Das bevorzugte Revier des längeren Zweiachsers sind jedoch die großen Distanzen. Schon deshalb, weil er exzellent geradeaus läuft – eine Konsequenz des langen Radstands. Hohe Geschwindigkeiten auf der Autobahn? Da lässt sich der Futura nicht lange bitten. Der erzielte Schnitt von 95,55 km/h über 700 Kilometer Autobahn – inklusive aller Baustellen und Langsamfahrstrecken – spricht Bände. Tempoverluste egalisiert der sehr kultivierte MX-Sechszylinder mit der großen Gelassenheit eines souveränen Omnibusmotors. Dabei reichen ihm 1.090 Touren im langen zwölften Gang, die den Antrieb und die Fahrgastnerven schonen – und natürlich die Kraftstoffkosten senken. Etwas mehr als 20 Liter verbrennt der agile Reihensechser auf großer Fahrt, bei wärmeren Temperaturen und weniger Wind hätten wir wohl die 20er-Marke geknackt. Einen sehr positiven Eindruck hinterlässt der PPC-Tempomat (Predictive Powertrain Control), den man optional dazu ordern muss. Der Tempomat wird mit GPS-Daten gefüttert, schaltet bei leichten Bergab-Passagen in die Neutralstellung des Getriebes und nimmt auch schon vor der Kuppe voraussehend das Gas weg. Das klappt hervorragend, auch wenn es nur zwei Einstellungen für die Hysterese gibt: minus 5 oder 10 km/h, plus 2 km/h für Überschwinger, die schnell wieder weggebremst werden, um keinen Eintrag auf der Fahrerkarte zu riskieren.

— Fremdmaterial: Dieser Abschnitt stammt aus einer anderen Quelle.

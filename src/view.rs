//! Serializable UI description returned by route handlers.
//!
//! Views produce a plain node tree instead of live DOM, so routing, state and
//! the translation overlay can run (and be tested) headlessly. Markers used
//! by the translation overlay travel as ordinary attributes:
//! `data-i18n-key`, `data-i18n-params`, `data-i18n-format`, `data-i18n-attr`
//! and `data-i18n-ignore`.

use serde::{Deserialize, Serialize};
use std::collections::BTreeMap;

#[derive(Debug, Clone, PartialEq, Serialize, Deserialize)]
#[serde(tag = "kind", rename_all = "lowercase")]
pub enum Node {
    Element(Element),
    Text(TextNode),
    /// Raw markup inserted by the `html` translation format.
    Raw { html: String },
}

impl Node {
    pub fn raw(html: impl Into<String>) -> Self {
        Node::Raw { html: html.into() }
    }

    pub fn to_html(&self) -> String {
        match self {
            Node::Element(el) => el.to_html(),
            Node::Text(t) => escape_html(&t.text),
            Node::Raw { html } => html.clone(),
        }
    }
}

/// A text node. The first value ever observed by the translation overlay is
/// captured into `original` and becomes the stable cache key for free-text
/// auto-translation; a later pass can therefore always restore or re-derive
/// the source-language string even after the visible text was replaced.
#[derive(Debug, Clone, PartialEq, Serialize, Deserialize)]
pub struct TextNode {
    pub text: String,
    #[serde(default, skip_serializing_if = "Option::is_none")]
    pub original: Option<String>,
}

impl TextNode {
    pub fn new(text: impl Into<String>) -> Self {
        Self {
            text: text.into(),
            original: None,
        }
    }

    /// Remember the current text as the source-language original, unless an
    /// original was already captured by an earlier pass.
    pub fn capture_original(&mut self) {
        if self.original.is_none() {
            self.original = Some(self.text.clone());
        }
    }
}

#[derive(Debug, Clone, PartialEq, Default, Serialize, Deserialize)]
pub struct Element {
    pub tag: String,
    #[serde(default, skip_serializing_if = "BTreeMap::is_empty")]
    pub attrs: BTreeMap<String, String>,
    /// First-captured values of translatable attributes, keyed by attribute
    /// name. Mirrors `TextNode::original`.
    #[serde(default, skip_serializing_if = "BTreeMap::is_empty")]
    pub original_attrs: BTreeMap<String, String>,
    #[serde(default, skip_serializing_if = "Vec::is_empty")]
    pub children: Vec<Node>,
}

impl Element {
    pub fn attr(&self, name: &str) -> Option<&str> {
        self.attrs.get(name).map(String::as_str)
    }

    pub fn set_attr(&mut self, name: impl Into<String>, value: impl Into<String>) {
        self.attrs.insert(name.into(), value.into());
    }

    pub fn has_attr(&self, name: &str) -> bool {
        self.attrs.contains_key(name)
    }

    /// Remember the current value of `name` as its source-language original.
    pub fn capture_original_attr(&mut self, name: &str) {
        if !self.original_attrs.contains_key(name) {
            if let Some(value) = self.attrs.get(name) {
                self.original_attrs.insert(name.to_string(), value.clone());
            }
        }
    }

    pub fn original_attr(&self, name: &str) -> Option<&str> {
        self.original_attrs.get(name).map(String::as_str)
    }

    pub fn to_html(&self) -> String {
        let mut out = String::new();
        out.push('<');
        out.push_str(&self.tag);
        for (name, value) in &self.attrs {
            out.push(' ');
            out.push_str(name);
            out.push_str("=\"");
            out.push_str(&escape_html(value));
            out.push('"');
        }
        out.push('>');
        for child in &self.children {
            out.push_str(&child.to_html());
        }
        out.push_str(&format!("</{}>", self.tag));
        out
    }
}

/// Builder-style element constructor used by view code.
pub fn el(tag: impl Into<String>) -> ElementBuilder {
    ElementBuilder {
        element: Element {
            tag: tag.into(),
            ..Element::default()
        },
    }
}

/// Plain text node constructor.
pub fn text(value: impl Into<String>) -> Node {
    Node::Text(TextNode::new(value))
}

pub struct ElementBuilder {
    element: Element,
}

impl ElementBuilder {
    pub fn attr(mut self, name: impl Into<String>, value: impl Into<String>) -> Self {
        self.element.attrs.insert(name.into(), value.into());
        self
    }

    pub fn child(mut self, node: impl Into<Node>) -> Self {
        self.element.children.push(node.into());
        self
    }

    pub fn text(self, value: impl Into<String>) -> Self {
        self.child(text(value))
    }

    pub fn build(self) -> Node {
        Node::Element(self.element)
    }
}

impl From<ElementBuilder> for Node {
    fn from(builder: ElementBuilder) -> Self {
        builder.build()
    }
}

/// The single mount point rendered views are swapped into.
#[derive(Debug, Default)]
pub struct Mount {
    tree: Option<Node>,
    focused: bool,
    translating: bool,
}

impl Mount {
    pub fn new() -> Self {
        Self::default()
    }

    /// Clear-then-insert in one step; no intermediate empty state is ever
    /// observable because nothing yields between the two.
    pub fn set_content(&mut self, tree: Node) {
        self.tree = Some(tree);
        self.focused = false;
    }

    /// Restore focus to the mount so keyboard and screen-reader users land at
    /// the top of the new content.
    pub fn focus(&mut self) {
        self.focused = true;
    }

    pub fn is_focused(&self) -> bool {
        self.focused
    }

    pub fn set_translating(&mut self, active: bool) {
        self.translating = active;
    }

    pub fn is_translating(&self) -> bool {
        self.translating
    }

    pub fn tree(&self) -> Option<&Node> {
        self.tree.as_ref()
    }

    pub fn tree_mut(&mut self) -> Option<&mut Node> {
        self.tree.as_mut()
    }

    pub fn to_html(&self) -> String {
        self.tree.as_ref().map(Node::to_html).unwrap_or_default()
    }
}

fn escape_html(value: &str) -> String {
    let mut out = String::with_capacity(value.len());
    for c in value.chars() {
        match c {
            '&' => out.push_str("&amp;"),
            '<' => out.push_str("&lt;"),
            '>' => out.push_str("&gt;"),
            '"' => out.push_str("&quot;"),
            _ => out.push(c),
        }
    }
    out
}

#[cfg(test)]
mod tests {
    use super::*;

    #[test]
    fn builder_produces_expected_tree() {
        let node = el("section")
            .attr("class", "hero")
            .child(el("h1").attr("data-i18n-key", "home.title").text("Hola"))
            .build();

        let Node::Element(section) = &node else {
            panic!("expected element");
        };
        assert_eq!(section.tag, "section");
        assert_eq!(section.attr("class"), Some("hero"));
        assert_eq!(section.children.len(), 1);
    }

    #[test]
    fn capture_original_is_first_write_wins() {
        let mut node = TextNode::new("Hola");
        node.capture_original();
        node.text = "Hello".into();
        node.capture_original();
        assert_eq!(node.original.as_deref(), Some("Hola"));
    }

    #[test]
    fn capture_original_attr_is_first_write_wins() {
        let mut element = Element {
            tag: "input".into(),
            ..Element::default()
        };
        element.set_attr("placeholder", "Tu nombre");
        element.capture_original_attr("placeholder");
        element.set_attr("placeholder", "Your name");
        element.capture_original_attr("placeholder");
        assert_eq!(element.original_attr("placeholder"), Some("Tu nombre"));
    }

    #[test]
    fn to_html_escapes_text_but_not_raw() {
        let node = el("p")
            .child(text("a < b"))
            .child(Node::raw("<strong>c</strong>"))
            .build();
        assert_eq!(node.to_html(), "<p>a &lt; b<strong>c</strong></p>");
    }

    #[test]
    fn mount_swap_resets_focus_until_restored() {
        let mut mount = Mount::new();
        mount.set_content(text("first"));
        mount.focus();
        assert!(mount.is_focused());

        mount.set_content(text("second"));
        assert!(!mount.is_focused());
        assert_eq!(mount.to_html(), "second");
    }

    #[test]
    fn node_tree_serializes() {
        let node = el("a").attr("href", "/home").text("Inicio").build();
        let json = serde_json::to_string(&node).unwrap();
        let back: Node = serde_json::from_str(&json).unwrap();
        assert_eq!(node, back);
    }
}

Der Futura kann auch bei manueller Fahrt segeln, die GPS-Daten werden generell für jede Schaltung zum Abgleich genutzt – das kann der Niederländer besser als der Konkurrent mit Stern. Die Fahrgäste bekommen – gut so - von all dem Treiben im Heck wenig mit. Erstaunlich: Unsere Messungen bestätigen den subjektiven Eindruck, im Heck ist der Futura leiser als im Bug. Vorn um Bug und Spiegel tost der Wind, für den der Futura aber nichts kann. 

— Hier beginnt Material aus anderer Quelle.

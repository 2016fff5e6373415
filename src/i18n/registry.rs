//! Language registry: single source of truth for the supported languages.

use std::sync::OnceLock;

/// Metadata for one supported language.
#[derive(Debug, Clone)]
pub struct LanguageConfig {
    /// ISO 639-1 language code (e.g., "es", "ca", "en")
    pub code: &'static str,

    /// English name of the language
    pub name: &'static str,

    /// Native name of the language
    pub native_name: &'static str,

    /// Whether this is the fallback/source language (exactly one is)
    pub is_fallback: bool,
}

/// Immutable registry of supported languages, initialized once on first
/// access.
pub struct LanguageRegistry {
    languages: Vec<LanguageConfig>,
}

static REGISTRY: OnceLock<LanguageRegistry> = OnceLock::new();

impl LanguageRegistry {
    pub fn get() -> &'static LanguageRegistry {
        REGISTRY.get_or_init(|| LanguageRegistry {
            languages: default_languages(),
        })
    }

    pub fn get_by_code(&self, code: &str) -> Option<&LanguageConfig> {
        self.languages.iter().find(|lang| lang.code == code)
    }

    pub fn list(&self) -> &[LanguageConfig] {
        &self.languages
    }

    /// The fallback (source) language: site copy and free text are authored
    /// in it, and it is the source side of every remote translation.
    ///
    /// # Panics
    /// Panics if zero or several fallback languages are configured, which
    /// would be a configuration error.
    pub fn fallback(&self) -> &LanguageConfig {
        let fallbacks: Vec<_> = self
            .languages
            .iter()
            .filter(|lang| lang.is_fallback)
            .collect();
        match fallbacks.len() {
            1 => fallbacks[0],
            0 => panic!("no fallback language configured"),
            _ => panic!("multiple fallback languages configured"),
        }
    }

    pub fn is_supported(&self, code: &str) -> bool {
        self.get_by_code(code).is_some()
    }
}

fn default_languages() -> Vec<LanguageConfig> {
    vec![
        LanguageConfig {
            code: "es",
            name: "Spanish",
            native_name: "Español",
            is_fallback: true,
        },
        LanguageConfig {
            code: "ca",
            name: "Catalan",
            native_name: "Català",
            is_fallback: false,
        },
        LanguageConfig {
            code: "en",
            name: "English",
            native_name: "English",
            is_fallback: false,
        },
    ]
}
//! Two-tier translation cache.
//!
//! The in-memory maps are authoritative; the durable snapshot under
//! [`TRANSLATION_CACHE_KEY`] lags behind by at most one debounce window.
//! Writes mark the touched language dirty and arm a single coalescing flush
//! timer, so bursts of insertions produce one storage write.

use crate::storage::Storage;
use anyhow::{Context, Result};
use serde_json::{Map, Value};
use std::collections::{HashMap, HashSet};
use std::sync::atomic::{AtomicBool, Ordering};
use std::sync::{Arc, Mutex};
use std::time::Duration;
use tracing::{debug, warn};

/// Storage key holding the durable cache snapshot.
pub const TRANSLATION_CACHE_KEY: &str = "avuntia-translation-cache";

const FLUSH_DELAY: Duration = Duration::from_millis(400);

/// Cache of remote translations, keyed by target language and then by the
/// source-language string.
pub struct TranslationCache {
    storage: Option<Arc<dyn Storage>>,
    languages: Mutex<HashMap<String, HashMap<String, String>>>,
    dirty: Mutex<HashSet<String>>,
    flush_armed: AtomicBool,
    flush_delay: Duration,
}

impl TranslationCache {
    /// Build a cache backed by `storage`, hydrating the in-memory maps from
    /// the durable snapshot. A corrupt snapshot is discarded with a warning
    /// rather than failing startup.
    pub fn new(storage: Arc<dyn Storage>) -> Arc<TranslationCache> {
        TranslationCache::with_flush_delay(storage, FLUSH_DELAY)
    }

    /// Same as [`TranslationCache::new`] with an explicit debounce window.
    pub fn with_flush_delay(
        storage: Arc<dyn Storage>,
        flush_delay: Duration,
    ) -> Arc<TranslationCache> {
        let languages = match storage.get(TRANSLATION_CACHE_KEY) {
            Some(raw) => match serde_json::from_str::<HashMap<String, HashMap<String, String>>>(&raw) {
                Ok(parsed) => parsed,
                Err(err) => {
                    warn!(error = %err, "discarding corrupt translation cache snapshot");
                    HashMap::new()
                }
            },
            None => HashMap::new(),
        };
        Arc::new(TranslationCache {
            storage: Some(storage),
            languages: Mutex::new(languages),
            dirty: Mutex::new(HashSet::new()),
            flush_armed: AtomicBool::new(false),
            flush_delay,
        })
    }

    /// Purely in-memory cache, for environments with no durable storage.
    pub fn in_memory() -> Arc<TranslationCache> {
        Arc::new(TranslationCache {
            storage: None,
            languages: Mutex::new(HashMap::new()),
            dirty: Mutex::new(HashSet::new()),
            flush_armed: AtomicBool::new(false),
            flush_delay: FLUSH_DELAY,
        })
    }

    /// Cached translation of `source` into `language`, if present.
    pub fn get(&self, language: &str, source: &str) -> Option<String> {
        self.languages
            .lock()
            .unwrap_or_else(|poisoned| poisoned.into_inner())
            .get(language)
            .and_then(|entries| entries.get(source))
            .cloned()
    }

    /// Of `sources`, the ones with no cache entry for `language`. Order and
    /// duplicates of the input are preserved.
    pub fn missing<'a>(&self, language: &str, sources: &[&'a str]) -> Vec<&'a str> {
        let languages = self
            .languages
            .lock()
            .unwrap_or_else(|poisoned| poisoned.into_inner());
        let entries = languages.get(language);
        sources
            .iter()
            .filter(|source| entries.map_or(true, |map| !map.contains_key(**source)))
            .copied()
            .collect()
    }

    /// Insert translations for `language`. Empty translations are skipped so
    /// a failed fetch is retried on the next pass. Returns how many entries
    /// were stored; a flush is scheduled only when that count is nonzero.
    pub fn insert_many(
        self: &Arc<Self>,
        language: &str,
        pairs: impl IntoIterator<Item = (String, String)>,
    ) -> usize {
        let mut stored = 0;
        {
            let mut languages = self
                .languages
                .lock()
                .unwrap_or_else(|poisoned| poisoned.into_inner());
            let entries = languages.entry(language.to_string()).or_default();
            for (source, translation) in pairs {
                if translation.is_empty() {
                    continue;
                }
                entries.insert(source, translation);
                stored += 1;
            }
        }
        if stored > 0 {
            self.dirty
                .lock()
                .unwrap_or_else(|poisoned| poisoned.into_inner())
                .insert(language.to_string());
            self.schedule_flush();
        }
        stored
    }

    /// Arm the debounced flush. Repeated calls within the window coalesce
    /// into a single write that picks up whatever is dirty at fire time.
    fn schedule_flush(self: &Arc<Self>) {
        if self.storage.is_none() {
            return;
        }
        if self.flush_armed.swap(true, Ordering::SeqCst) {
            return;
        }
        let cache = Arc::clone(self);
        tokio::spawn(async move {
            tokio::time::sleep(cache.flush_delay).await;
            cache.flush_armed.store(false, Ordering::SeqCst);
            if let Err(err) = cache.flush_now() {
                warn!(error = %err, "failed to persist translation cache");
            }
        });
    }

    /// Write the full snapshot to storage immediately and clear the dirty
    /// set. Safe to call with nothing dirty.
    pub fn flush_now(&self) -> Result<()> {
        let Some(storage) = &self.storage else {
            return Ok(());
        };
        let dirty: Vec<String> = {
            let mut dirty = self
                .dirty
                .lock()
                .unwrap_or_else(|poisoned| poisoned.into_inner());
            dirty.drain().collect()
        };
        if dirty.is_empty() {
            return Ok(());
        }
        let snapshot = {
            let languages = self
                .languages
                .lock()
                .unwrap_or_else(|poisoned| poisoned.into_inner());
            let mut doc = Map::new();
            for (language, entries) in languages.iter() {
                let mut map = Map::new();
                for (source, translation) in entries {
                    map.insert(source.clone(), Value::String(translation.clone()));
                }
                doc.insert(language.clone(), Value::Object(map));
            }
            Value::Object(doc)
        };
        let raw = serde_json::to_string(&snapshot).context("serializing translation cache")?;
        storage.set(TRANSLATION_CACHE_KEY, &raw)?;
        debug!(languages = ?dirty, "translation cache flushed");
        Ok(())
    }
}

Sachlich schlichter Innenraum: Ebener Boden, 48 VDL Class 300-Sitze mit guter Beinfreiheit.

Knapp kalkuliert

Grundsätzlich ist der Futura aber ein bequemes Reisefahrzeug, das schließt auch die Fahrzeugfederung mit ein. Der Hochdecker ist eher straff als sänftenweich, die Fahrwerkauslegung mit Stabilisator nur an der Hinterachse ist fahraktiv und weniger untersteuernd. Die Vorderachse rollt etwas hölzern ab, der Fahrer spürt die Fahrbahnstöße auch in der Lenkung. Vielleicht ein Fall für variable Dämpfer, „nice to have“ sagen die Niederländer, die hier lieber sparen. Auch bei der Sicherheitsausstattung beschränkt sich der Hersteller auf das Paket, das der Gesetzgeber vorschreibt. Der Futura hat den Notbremsassistenten AEBS (von Wabco) an Bord, der ausschließlich mit Radarsensoren detektiert, den Spurverlassenswarner und aus der Optionsliste den ACC-Abstandstempomaten. Ein Abbiegeassistent, ein passives Sicherungssystem gegen Frontalunfälle – Fehlanzeige. Sympathiepunkte verdient der Futura mit seinem LED-Lichtpaket, nicht nur innen und mit Heckleuchten, sondern auch mit LED-Scheinwerfern, die nachts prima ausleuchten. 

Unsere Meinung

Unser Testkandidat ist für 270.000 Euro zu haben, damit zählt er zur knapp kalkulierten Gilde der Business-Klasse. Rotstiftspezialisten ordern ihn noch günstiger mit weniger Extras, die die Optionsliste bereithält. Aber auch so komplett, wie der Futura vor uns steht, kann er scharf rechnende Kunden überzeugen. Nicht mit Hochglanz, sondern sachlich, und mit einem fabelhaften Antrieb. Der nur mit dem Kraftstoff knausert, aber mit hervorragenden Fahrleistungen glänzt. Mit 830 Liter Diesel kommt der Futura weit, er muss auch nur selten in die Werkstatt – die Wartungsintervalle lassen sich auf 200.000 Kilometer verlängern, der Hersteller gewährt neuerdings drei Jahre Gewährleistung. Wer allerdings auf maximale Sicherheit achtet, muss sich woanders umschauen.